Work instruction
All lines in the records below with the word "ExposeSecret" must be returned.

───── Data section

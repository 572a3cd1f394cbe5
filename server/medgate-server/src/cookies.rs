//! Session cookie transport

use auth_identity::{Environment, IssuedToken};
use axum::http::{header, HeaderMap};
use axum_extra::extract::cookie::{Cookie, CookieJar, SameSite};
use time::{Duration, OffsetDateTime};

pub const SESSION_COOKIE: &str = "token";

/// HTTP-only, same-site strict, secure outside development.
///
/// `lifetime` should be the token's own lifetime so the browser drops the
/// cookie when the token stops verifying.
pub fn session_cookie(
    token: &IssuedToken,
    lifetime: Duration,
    environment: Environment,
) -> Cookie<'static> {
    Cookie::build((SESSION_COOKIE, token.token.clone()))
        .http_only(true)
        .same_site(SameSite::Strict)
        .secure(!environment.is_development())
        .path("/")
        .max_age(lifetime)
        .build()
}

/// Empty value expiring at the epoch so browsers drop the session.
pub fn cleared_session_cookie(environment: Environment) -> Cookie<'static> {
    Cookie::build((SESSION_COOKIE, ""))
        .http_only(true)
        .same_site(SameSite::Strict)
        .secure(!environment.is_development())
        .path("/")
        .expires(OffsetDateTime::UNIX_EPOCH)
        .build()
}

/// Session token from the cookie, falling back to `Authorization: Bearer`.
pub fn session_token(jar: &CookieJar, headers: &HeaderMap) -> Option<String> {
    jar.get(SESSION_COOKIE)
        .map(|cookie| cookie.value().trim().to_string())
        .filter(|token| !token.is_empty())
        .or_else(|| bearer_token(headers))
}

fn bearer_token(headers: &HeaderMap) -> Option<String> {
    headers
        .get(header::AUTHORIZATION)
        .and_then(|value| value.to_str().ok())
        .and_then(|value| value.strip_prefix("Bearer "))
        .map(|token| token.trim().to_string())
        .filter(|token| !token.is_empty())
}
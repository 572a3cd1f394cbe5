pub mod auth;
pub mod health;

use crate::error::ApiError;
use axum::body::Bytes;
use serde::de::DeserializeOwned;
use serde::Serialize;

/// Success response body
#[derive(Debug, Serialize)]
pub struct AuthResponse<T> {
    pub success: bool,
    #[serde(skip_serializing_if = "Option::is_none")]
    pub message: Option<String>,
    #[serde(skip_serializing_if = "Option::is_none")]
    pub user: Option<T>,
}

impl<T> AuthResponse<T> {
    pub fn with_user(message: impl Into<String>, user: T) -> Self {
        Self {
            success: true,
            message: Some(message.into()),
            user: Some(user),
        }
    }

    pub fn user(user: T) -> Self {
        Self {
            success: true,
            message: None,
            user: Some(user),
        }
    }
}

impl AuthResponse<()> {
    pub fn message(message: impl Into<String>) -> Self {
        Self {
            success: true,
            message: Some(message.into()),
            user: None,
        }
    }
}

/// Parses a JSON body; an empty body reads as `{}` so absent fields are
/// reported as missing rather than as a malformed request.
pub(crate) fn parse_body<T: DeserializeOwned>(body: &Bytes) -> Result<T, ApiError> {
    let bytes: &[u8] = if body.iter().all(u8::is_ascii_whitespace) {
        b"{}"
    } else {
        body
    };
    serde_json::from_slice(bytes).map_err(|e| {
        tracing::debug!(error = %e, "Rejected malformed JSON body");
        ApiError::malformed_body(e.to_string())
    })
}
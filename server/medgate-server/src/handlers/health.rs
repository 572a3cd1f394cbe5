use crate::state::AppState;
use axum::{extract::State, http::StatusCode, Json};
use serde::Serialize;

#[derive(Debug, Serialize)]
pub struct HealthResponse {
    pub status: &'static str,
    pub version: &'static str,
    pub environment: &'static str,
    pub storage: &'static str,
}

/// GET /
pub async fn root() -> &'static str {
    "API is running..."
}

/// GET /health
///
/// 503 with `"degraded"` while the storage backend is unreachable.
pub async fn health(State(state): State<AppState>) -> (StatusCode, Json<HealthResponse>) {
    let (code, status) = if state.identity.store().is_healthy().await {
        (StatusCode::OK, "ok")
    } else {
        (StatusCode::SERVICE_UNAVAILABLE, "degraded")
    };

    (
        code,
        Json(HealthResponse {
            status,
            version: env!("CARGO_PKG_VERSION"),
            environment: state.environment.as_str(),
            storage: state.storage_backend(),
        }),
    )
}
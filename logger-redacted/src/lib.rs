//! Logging with automatic PII and credential redaction for MedGate
//!
//! Identity services handle emails, passwords and session tokens. None of
//! these may reach a log sink in clear text: emails are replaced with a
//! short correlation hash so operators can still follow one account across
//! events, while tokens and bearer headers are dropped outright.
//!
//! # Example
//!
//! ```rust
//! use logger_redacted::redact_email;
//!
//! let tag = redact_email("Alice@Example.com");
//! assert!(tag.starts_with("EMAIL["));
//! assert_eq!(tag, redact_email("alice@example.com"));
//! ```

pub mod config;
pub mod redactor;

pub use config::*;
pub use redactor::*;

use tracing_subscriber::{
    fmt::{self, time::ChronoUtc},
    layer::SubscriberExt,
    util::{SubscriberInitExt, TryInitError},
    EnvFilter,
};

/// Install the process-wide tracing subscriber
///
/// `RUST_LOG` wins over the configured directives when present.
///
/// # Errors
///
/// Returns an error if a global subscriber has already been installed.
pub fn init_tracing(config: &LoggerConfig) -> Result<(), TryInitError> {
    let env_filter = EnvFilter::try_from_default_env()
        .unwrap_or_else(|_| EnvFilter::new(config.directives()));

    match config.format {
        LogFormat::Pretty => tracing_subscriber::registry()
            .with(env_filter)
            .with(
                fmt::layer()
                    .with_target(true)
                    .with_thread_names(true)
                    .with_line_number(true)
                    .with_timer(ChronoUtc::rfc_3339())
                    .with_ansi(true),
            )
            .try_init(),
        LogFormat::Json => tracing_subscriber::registry()
            .with(env_filter)
            .with(
                fmt::layer()
                    .with_target(false)
                    .with_timer(ChronoUtc::rfc_3339())
                    .with_ansi(false)
                    .json(),
            )
            .try_init(),
    }
}
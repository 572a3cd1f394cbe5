use crate::error::{IdentityError, Result};
use secrecy::{ExposeSecret, SecretString};
use std::fmt;
use std::str::FromStr;
use tracing::warn;

/// Signing secret used when no `JWT_SECRET` is configured outside production.
pub const DEVELOPMENT_FALLBACK_SECRET: &str = "medgate-development-only-signing-secret";

/// Minimum accepted length, in bytes, of a production signing secret.
pub const MIN_PRODUCTION_SECRET_LEN: usize = 32;

pub const DEFAULT_TOKEN_TTL_HOURS: i64 = 24;
pub const DEFAULT_PASSWORD_MIN_LENGTH: usize = 8;

/// Deployment environment, read from `MEDGATE_ENV`.
#[derive(Debug, Clone, Copy, PartialEq, Eq, Default)]
pub enum Environment {
    #[default]
    Development,
    Test,
    Production,
}

impl Environment {
    #[must_use]
    pub fn is_production(self) -> bool {
        self == Self::Production
    }

    #[must_use]
    pub fn is_development(self) -> bool {
        self == Self::Development
    }

    #[must_use]
    pub fn as_str(self) -> &'static str {
        match self {
            Self::Development => "development",
            Self::Test => "test",
            Self::Production => "production",
        }
    }
}

impl fmt::Display for Environment {
    fn fmt(&self, f: &mut fmt::Formatter<'_>) -> fmt::Result {
        f.write_str(self.as_str())
    }
}

impl FromStr for Environment {
    type Err = IdentityError;

    fn from_str(value: &str) -> Result<Self> {
        match value.trim().to_ascii_lowercase().as_str() {
            "development" | "dev" => Ok(Self::Development),
            "test" => Ok(Self::Test),
            "production" | "prod" => Ok(Self::Production),
            other => Err(IdentityError::Configuration(format!(
                "unknown environment '{other}' (expected development, test or production)"
            ))),
        }
    }
}

#[derive(Debug)]
pub struct IdentityConfig {
    pub token_secret: SecretString,
    pub token_ttl_hours: i64,
    pub password_min_length: usize,
    pub environment: Environment,
}

impl IdentityConfig {
    /// Builds the configuration for `environment` from an optional configured
    /// signing secret.
    ///
    /// # Errors
    ///
    /// Returns [`IdentityError::Configuration`] when running in production
    /// without a usable secret.
    pub fn new(environment: Environment, configured_secret: Option<String>) -> Result<Self> {
        Ok(Self {
            token_secret: resolve_secret(environment, configured_secret)?,
            token_ttl_hours: DEFAULT_TOKEN_TTL_HOURS,
            password_min_length: DEFAULT_PASSWORD_MIN_LENGTH,
            environment,
        })
    }

    /// Test configuration signed with a caller-chosen secret.
    #[must_use]
    pub fn with_secret(secret: &str) -> Self {
        Self {
            token_secret: SecretString::new(secret.to_string()),
            token_ttl_hours: DEFAULT_TOKEN_TTL_HOURS,
            password_min_length: DEFAULT_PASSWORD_MIN_LENGTH,
            environment: Environment::Test,
        }
    }
}

/// Production refuses to start without a strong secret; other environments
/// fall back to [`DEVELOPMENT_FALLBACK_SECRET`] and say so loudly.
///
/// # Errors
///
/// Returns [`IdentityError::Configuration`] for a missing, fallback-valued
/// or short secret in production.
pub fn resolve_secret(
    environment: Environment,
    configured_secret: Option<String>,
) -> Result<SecretString> {
    let configured = configured_secret.filter(|secret| !secret.trim().is_empty());

    match (environment, configured) {
        (Environment::Production, None) => Err(IdentityError::Configuration(
            "JWT_SECRET must be set in production".to_string(),
        )),
        (Environment::Production, Some(secret)) => {
            let secret = SecretString::new(secret);
            if secret.expose_secret() == DEVELOPMENT_FALLBACK_SECRET {
                return Err(IdentityError::Configuration(
                    "JWT_SECRET must not use the development fallback value in production"
                        .to_string(),
                ));
            }
            if secret.expose_secret().len() < MIN_PRODUCTION_SECRET_LEN {
                return Err(IdentityError::Configuration(format!(
                    "JWT_SECRET must be at least {MIN_PRODUCTION_SECRET_LEN} bytes in production"
                )));
            }
            Ok(secret)
        }
        (_, Some(secret)) => Ok(SecretString::new(secret)),
        (environment, None) => {
            warn!(
                environment = %environment,
                "JWT_SECRET not set, signing session tokens with the development fallback secret"
            );
            Ok(SecretString::new(DEVELOPMENT_FALLBACK_SECRET.to_string()))
        }
    }
}
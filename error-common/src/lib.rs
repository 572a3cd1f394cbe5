//! Common error handling utilities for MedGate
//!
//! Stable error codes shared by the identity core and the HTTP surface, plus
//! the error type used while bootstrapping the server process.
//!
//! Codes are part of the client-facing contract: a response body carries the
//! code next to the human-readable message so front ends can branch on it
//! without string matching.
//!
//! # Example
//!
//! ```rust
//! use error_common::codes;
//!
//! assert_eq!(codes::authentication::INVALID_CREDENTIALS, "AUTH_2001");
//! ```

pub mod codes;
pub mod types;

pub use codes::*;
pub use types::*;
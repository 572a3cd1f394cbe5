//! Session token issuance and verification
//!
//! Tokens are stateless HS256 JWTs carrying the identity id, role and
//! issue/expiry instants. Nothing is stored server-side.

use crate::config::IdentityConfig;
use crate::error::{IdentityError, Result};
use crate::models::Role;
use chrono::{DateTime, Duration, TimeZone, Utc};
use jsonwebtoken::{
    decode, encode, errors::ErrorKind, Algorithm, DecodingKey, EncodingKey, Header, Validation,
};
use secrecy::ExposeSecret;
use serde::{Deserialize, Serialize};
use std::fmt;
use uuid::Uuid;

// =============================================================================
// CLAIMS
// =============================================================================

#[derive(Debug, Clone, Serialize, Deserialize)]
pub struct SessionClaims {
    /// Subject (identity ID)
    pub sub: String,

    /// Role at issuance
    pub role: Role,

    /// Issued at (seconds since epoch)
    pub iat: i64,

    /// Expiration (seconds since epoch)
    pub exp: i64,
}

impl SessionClaims {
    /// # Errors
    ///
    /// Returns [`IdentityError::TokenInvalid`] if `sub` is not a UUID.
    pub fn identity_id(&self) -> Result<Uuid> {
        Uuid::parse_str(&self.sub).map_err(|_| IdentityError::TokenInvalid)
    }
}

/// A freshly signed token and the instant it stops being accepted.
#[derive(Clone)]
pub struct IssuedToken {
    pub token: String,
    pub expires_at: DateTime<Utc>,
}

impl fmt::Debug for IssuedToken {
    fn fmt(&self, f: &mut fmt::Formatter<'_>) -> fmt::Result {
        f.debug_struct("IssuedToken")
            .field("token", &"[REDACTED]")
            .field("expires_at", &self.expires_at)
            .finish()
    }
}

/// What a valid token proves.
#[derive(Debug, Clone, PartialEq, Eq)]
pub struct VerifiedSession {
    pub identity_id: Uuid,
    pub role: Role,
    pub issued_at: DateTime<Utc>,
    pub expires_at: DateTime<Utc>,
}

// =============================================================================
// TOKEN SERVICE
// =============================================================================

pub struct TokenService {
    encoding_key: EncodingKey,
    decoding_key: DecodingKey,
    validation: Validation,
    ttl: Duration,
}

impl TokenService {
    #[must_use]
    pub fn new(config: &IdentityConfig) -> Self {
        let secret = config.token_secret.expose_secret().as_bytes();

        let mut validation = Validation::new(Algorithm::HS256);
        validation.leeway = 0;
        validation.set_required_spec_claims(&["exp", "iat", "sub"]);

        Self {
            encoding_key: EncodingKey::from_secret(secret),
            decoding_key: DecodingKey::from_secret(secret),
            validation,
            ttl: Duration::hours(config.token_ttl_hours),
        }
    }

    #[must_use]
    pub fn ttl(&self) -> Duration {
        self.ttl
    }

    /// Signs a token for `identity_id` valid for the configured lifetime.
    ///
    /// # Errors
    ///
    /// Returns [`IdentityError::Internal`] if encoding fails.
    pub fn issue(&self, identity_id: Uuid, role: Role) -> Result<IssuedToken> {
        self.issue_at(identity_id, role, Utc::now())
    }

    /// Like [`TokenService::issue`] with an explicit issue instant.
    ///
    /// # Errors
    ///
    /// Returns [`IdentityError::Internal`] if encoding fails.
    pub fn issue_at(
        &self,
        identity_id: Uuid,
        role: Role,
        issued_at: DateTime<Utc>,
    ) -> Result<IssuedToken> {
        let expires_at = issued_at + self.ttl;
        let claims = SessionClaims {
            sub: identity_id.to_string(),
            role,
            iat: issued_at.timestamp(),
            exp: expires_at.timestamp(),
        };

        let token = encode(&Header::new(Algorithm::HS256), &claims, &self.encoding_key)
            .map_err(|e| IdentityError::Internal(anyhow::anyhow!("failed to sign token: {e}")))?;

        Ok(IssuedToken { token, expires_at })
    }

    /// Checks signature and expiry.
    ///
    /// # Errors
    ///
    /// Returns [`IdentityError::TokenExpired`] for an expired but otherwise
    /// genuine token and [`IdentityError::TokenInvalid`] for anything
    /// tampered, malformed or signed with another key.
    pub fn verify(&self, token: &str) -> Result<VerifiedSession> {
        let data = decode::<SessionClaims>(token, &self.decoding_key, &self.validation).map_err(
            |e| match e.kind() {
                ErrorKind::ExpiredSignature => IdentityError::TokenExpired,
                _ => IdentityError::TokenInvalid,
            },
        )?;

        let claims = data.claims;
        Ok(VerifiedSession {
            identity_id: claims.identity_id()?,
            role: claims.role,
            issued_at: timestamp(claims.iat)?,
            expires_at: timestamp(claims.exp)?,
        })
    }
}

fn timestamp(seconds: i64) -> Result<DateTime<Utc>> {
    Utc.timestamp_opt(seconds, 0)
        .single()
        .ok_or(IdentityError::TokenInvalid)
}

#[cfg(test)]
mod tests {
    use super::*;

    fn service(secret: &str) -> TokenService {
        TokenService::new(&IdentityConfig::with_secret(secret))
    }

    #[test]
    fn issued_token_verifies() {
        let tokens = service("unit-test-secret");
        let id = Uuid::new_v4();
        let issued = tokens.issue(id, Role::Doctor).unwrap();
        let session = tokens.verify(&issued.token).unwrap();

        assert_eq!(session.identity_id, id);
        assert_eq!(session.role, Role::Doctor);
        assert_eq!(session.expires_at - session.issued_at, Duration::hours(24));
        assert_eq!(session.expires_at.timestamp(), issued.expires_at.timestamp());
    }

    #[test]
    fn expired_token_is_distinguished() {
        let tokens = service("unit-test-secret");
        let issued = tokens
            .issue_at(Uuid::new_v4(), Role::Patient, Utc::now() - Duration::hours(25))
            .unwrap();

        assert!(matches!(
            tokens.verify(&issued.token),
            Err(IdentityError::TokenExpired)
        ));
    }

    #[test]
    fn foreign_signature_is_invalid() {
        let ours = service("unit-test-secret");
        let theirs = service("some-other-secret");
        let forged = theirs.issue(Uuid::new_v4(), Role::Nurse).unwrap();

        assert!(matches!(
            ours.verify(&forged.token),
            Err(IdentityError::TokenInvalid)
        ));
    }

    #[test]
    fn swapped_payload_is_invalid() {
        let tokens = service("unit-test-secret");
        let nurse = tokens.issue(Uuid::new_v4(), Role::Nurse).unwrap().token;
        let doctor = tokens.issue(Uuid::new_v4(), Role::Doctor).unwrap().token;

        let nurse_parts: Vec<&str> = nurse.split('.').collect();
        let doctor_parts: Vec<&str> = doctor.split('.').collect();
        let tampered = format!("{}.{}.{}", nurse_parts[0], doctor_parts[1], nurse_parts[2]);

        assert!(matches!(
            tokens.verify(&tampered),
            Err(IdentityError::TokenInvalid)
        ));
    }

    #[test]
    fn garbage_is_invalid() {
        let tokens = service("unit-test-secret");
        for garbage in ["", "abc", "a.b.c", "eyJhbGciOiJIUzI1NiJ9.e30."] {
            assert!(matches!(
                tokens.verify(garbage),
                Err(IdentityError::TokenInvalid)
            ));
        }
    }
}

──────────

Completed exercise
use secrecy::{ExposeSecret, SecretString};
use secrecy::ExposeSecret;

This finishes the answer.